Kafka Streams application strange behavior in docker container

I am running Kafka Streams application in a docker container with docker-compose. However, the streams application is behaving strangely. So, I have a source topic (topicSource) and multiple destination topics (topicDestination1 , topicDestination2 ... topicDestination10) that I am branching to based on certain predicates.
topicSoure and topicDestination1 have a direct mapping i.e all the records are simply going into the destination topic without any filtering.
Now all this works perfectly fine when I am run the application locally or on a server without containers.
On the other hand, when I run streams app in container (using docker-compose and using kubernetes) then it doesn't forward all logs from topicSoure to topicDestination1. In fact, only a few number of records are forwarded.
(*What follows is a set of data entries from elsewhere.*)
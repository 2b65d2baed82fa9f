//! Signing modes and any-of verification

use distsign_hash::Sha512Digest;
use ed25519_dalek::{Signature, Verifier, VerifyingKey};
use std::fmt;

#[derive(Debug, Clone, Copy, PartialEq, Eq)]
pub enum HashAlgorithm {
    Sha512,
}

/// How a signature relates to the signed bytes
#[derive(Debug, Clone, Copy, PartialEq, Eq)]
pub enum SigningMode {
    /// Plain Ed25519 over the message bytes. Used by root keys on the
    /// small, fully buffered signing-key bundle.
    Raw,
    /// Ed25519ph over a digest of the message. Used by signing keys on
    /// artifacts too large to buffer.
    Prehash(HashAlgorithm),
}

impl fmt::Display for SigningMode {
    fn fmt(&self, f: &mut fmt::Formatter<'_>) -> fmt::Result {
        match self {
            Self::Raw => f.write_str("raw"),
            Self::Prehash(HashAlgorithm::Sha512) => f.write_str("prehash-sha512"),
        }
    }
}

/// A message in the form its signing mode consumes.
///
/// Carrying the bytes (or digest) inside the mode variant keeps callers
/// from pairing a digest with raw verification or the other way round.
#[derive(Debug, Clone, Copy)]
pub enum Message<'a> {
    Raw(&'a [u8]),
    Prehashed(&'a Sha512Digest),
}

impl Message<'_> {
    #[must_use]
    pub fn mode(&self) -> SigningMode {
        match self {
            Self::Raw(_) => SigningMode::Raw,
            Self::Prehashed(_) => SigningMode::Prehash(HashAlgorithm::Sha512),
        }
    }
}

/// Check a single key. Ed25519ph uses an empty context.
#[must_use]
pub fn verify(key: &VerifyingKey, message: &Message<'_>, signature: &Signature) -> bool {
    match message {
        Message::Raw(bytes) => key.verify(bytes, signature).is_ok(),
        Message::Prehashed(digest) => key
            .verify_prehashed(digest.state(), None, signature)
            .is_ok(),
    }
}

/// Returns the position of the first key that validates `signature`.
pub fn verify_any<'k, I>(keys: I, message: &Message<'_>, signature: &Signature) -> Option<usize>
where
    I: IntoIterator<Item = &'k VerifyingKey>,
{
    keys.into_iter()
        .position(|key| verify(key, message, signature))
}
For Example some 3000 + records on source topic and only 6 records in destination topic. And all this is really strange.
This is my Dockerfile:
#FROM openjdk:8u151-jdk-alpine3.7
FROM openjdk:8-jdk
COPY /target/streams-examples-0.1.jar /streamsApp/
COPY /target/libs /streamsApp/libs
COPY log4j.properties /
CMD ["java", "-jar", "/streamsApp/streams-examples-0.1.jar"]
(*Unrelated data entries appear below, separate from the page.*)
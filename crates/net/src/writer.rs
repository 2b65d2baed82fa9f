//! File writer that hashes exactly what it persists

use distsign_errors::{Error, FetchError};
use distsign_hash::Sha512Digest;
use std::io;
use std::path::{Path, PathBuf};
use std::pin::Pin;
use std::task::{Context, Poll};
use tokio::fs::File;
use tokio::io::{AsyncWrite, AsyncWriteExt};

/// Owns the destination file and the SHA-512 accumulator for one download.
///
/// The digest is fed only the bytes the file accepted, so it always
/// describes what was written. [`DigestingWriter::close`] flushes and syncs
/// the file; a failure there fails the download. Dropping the writer
/// without closing it still releases the file.
#[derive(Debug)]
pub struct DigestingWriter {
    file: File,
    path: PathBuf,
    digest: Sha512Digest,
}

impl DigestingWriter {
    /// Create (or truncate) the file at `path`
    ///
    /// # Errors
    /// Returns [`FetchError::File`] if the file cannot be created.
    pub async fn create(path: &Path) -> Result<Self, Error> {
        let file = File::create(path)
            .await
            .map_err(|e| file_error(path, &e))?;
        Ok(Self {
            file,
            path: path.to_path_buf(),
            digest: Sha512Digest::new(),
        })
    }

    /// Bytes accepted so far
    #[must_use]
    pub fn written(&self) -> u64 {
        self.digest.len()
    }

    /// Flush and sync the file, then hand back the digest of its contents.
    ///
    /// # Errors
    /// Returns [`FetchError::File`] if buffered data cannot be written or
    /// the file cannot be synced to disk.
    pub async fn close(mut self) -> Result<Sha512Digest, Error> {
        self.file
            .flush()
            .await
            .map_err(|e| file_error(&self.path, &e))?;
        self.file
            .sync_all()
            .await
            .map_err(|e| file_error(&self.path, &e))?;
        Ok(self.digest)
    }
}

impl AsyncWrite for DigestingWriter {
    fn poll_write(
        self: Pin<&mut Self>,
        cx: &mut Context<'_>,
        buf: &[u8],
    ) -> Poll<io::Result<usize>> {
        let this = self.get_mut();
        match Pin::new(&mut this.file).poll_write(cx, buf) {
            Poll::Ready(Ok(n)) => {
                this.digest.update(&buf[..n]);
                Poll::Ready(Ok(n))
            }
            other => other,
        }
    }

    fn poll_flush(self: Pin<&mut Self>, cx: &mut Context<'_>) -> Poll<io::Result<()>> {
        Pin::new(&mut self.get_mut().file).poll_flush(cx)
    }

    fn poll_shutdown(self: Pin<&mut Self>, cx: &mut Context<'_>) -> Poll<io::Result<()>> {
        Pin::new(&mut self.get_mut().file).poll_shutdown(cx)
    }
}

pub(crate) fn file_error(path: &Path, error: &io::Error) -> Error {
    FetchError::File {
        path: path.display().to_string(),
        message: error.to_string(),
    }
    .into()
}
NOTE: I am building a jar before creating the image so that I always have an updated code. I have made sure that both the codes, the one running without container and the one with container are same.
Main.java:
Creating Source Stream from Source Topic:
KStream<String, String> source_stream = builder.stream("topicSource");
Branching based on predicates:
KStream<String, String>[] branches_source_topic = source_stream.branch(
(key, value) -> (value.contains("Operation\":\"SharingSet") && value.contains("ItemType\":\"File")), // Sharing Set by Date
(key, value) -> (value.contains("Operation\":\"AddedToSecureLink") && value.contains("ItemType\":\"File")), // Added to secure link
(key, value) -> (value.contains("Operation\":\"AddedToGroup")), // Added to group
(key, value) -> (value.contains("Operation\":\"Add member to role.") || value.contains("Operation\":\"Remove member from role.")),//Role update by date
(key, value) -> (value.contains("Operation\":\"FileUploaded") || value.contains("Operation\":\"FileDeleted")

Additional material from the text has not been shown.